//! Router behaviour through the public API only.

use std::sync::{Arc, Mutex};
use std::thread;

use axum::body::Bytes;
use axum::http::StatusCode;
use settlements_web::routing::{
    handler_fn, Handler, MatchError, Params, Request, ResponseWriter, Router,
};

fn request(method: &str, path: &str) -> Request {
    axum::http::Request::builder()
        .method(method)
        .uri(path)
        .body(Bytes::new())
        .unwrap()
}

fn named(name: &'static str) -> impl Fn(&mut ResponseWriter, &Request, &Params) + Send + Sync + 'static {
    move |w, _, _| w.text(StatusCode::OK, name)
}

fn body_of(router: &Router, method: &str, path: &str) -> (StatusCode, String) {
    let mut w = ResponseWriter::new();
    router.dispatch(&request(method, path), &mut w);
    (w.status(), String::from_utf8(w.body().to_vec()).unwrap())
}

#[test]
fn test_literal_routes_match_with_empty_params() {
    let paths = ["/", "/about", "/api/v1/status", "/a/b/c/d"];
    let mut router = Router::new();
    for path in paths {
        router.get(path, named("ok"));
        router.post(path, named("ok"));
    }

    for path in paths {
        for method in ["GET", "POST"] {
            let (_, params) = router.lookup(method, path).unwrap();
            assert!(params.is_empty(), "{method} {path}");
        }
    }
}

#[test]
fn test_precedence_literal_param_catch_all() {
    let mut router = Router::new();
    router.get("/files/readme", named("literal"));
    router.get("/files/:name", named("param"));
    router.get("/files/:name/*rest", named("nested-catch-all"));
    router.get("/assets/*path", named("catch-all"));

    assert_eq!(body_of(&router, "GET", "/files/readme").1, "literal");
    assert_eq!(body_of(&router, "GET", "/files/notes").1, "param");
    assert_eq!(body_of(&router, "GET", "/files/notes/a/b").1, "nested-catch-all");
    assert_eq!(body_of(&router, "GET", "/assets").1, "catch-all");

    let (_, params) = router.lookup("GET", "/files/notes/a/b").unwrap();
    assert_eq!(params.get("name"), Some("notes"));
    assert_eq!(params.get("rest"), Some("a/b"));
}

#[test]
fn test_not_found_versus_method_not_allowed() {
    let mut router = Router::new();
    router.get("/users/:id", named("user"));

    assert!(matches!(
        router.find("POST", "/users/1"),
        Err(MatchError::MethodNotAllowed { .. })
    ));
    assert!(matches!(router.find("POST", "/groups/1"), Err(MatchError::NotFound)));

    assert_eq!(body_of(&router, "POST", "/users/1").0, StatusCode::METHOD_NOT_ALLOWED);
    assert_eq!(body_of(&router, "GET", "/groups/1").0, StatusCode::NOT_FOUND);
}

#[test]
fn test_middleware_nesting() {
    let log = Arc::new(Mutex::new(Vec::new()));

    let mut router = Router::new();
    for name in ["outer", "inner"] {
        let log = log.clone();
        router.use_middleware(move |next: Handler| -> Handler {
            let log = log.clone();
            handler_fn(move |w, req, params| {
                log.lock().unwrap().push(format!("{name}:before"));
                next(w, req, params);
                log.lock().unwrap().push(format!("{name}:after"));
            })
        });
    }
    let handler_log = log.clone();
    router.get("/", move |_, _, _| handler_log.lock().unwrap().push("handler".to_string()));

    router.dispatch(&request("GET", "/"), &mut ResponseWriter::new());

    assert_eq!(
        *log.lock().unwrap(),
        ["outer:before", "inner:before", "handler", "inner:after", "outer:after"]
    );
}

#[test]
fn test_shared_router_across_threads() {
    let mut router = Router::new();
    router.get("/items/:id", |w, _, p| {
        w.text(StatusCode::OK, p.get("id").unwrap_or_default())
    });
    let router = Arc::new(router);

    let workers: Vec<_> = (0..8)
        .map(|i| {
            let router = Arc::clone(&router);
            thread::spawn(move || {
                for j in 0..100 {
                    let id = format!("{i}-{j}");
                    let (status, body) = body_of(&router, "GET", &format!("/items/{id}"));
                    assert_eq!(status, StatusCode::OK);
                    assert_eq!(body, id);
                }
            })
        })
        .collect();

    for worker in workers {
        worker.join().unwrap();
    }
}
● ● ●
ASSIGNMENT: Filter the entries and copy out every line with the word "next".

EXERCISE ANSWER:
        router.use_middleware(move |next: Handler| -> Handler {
                next(w, req, params);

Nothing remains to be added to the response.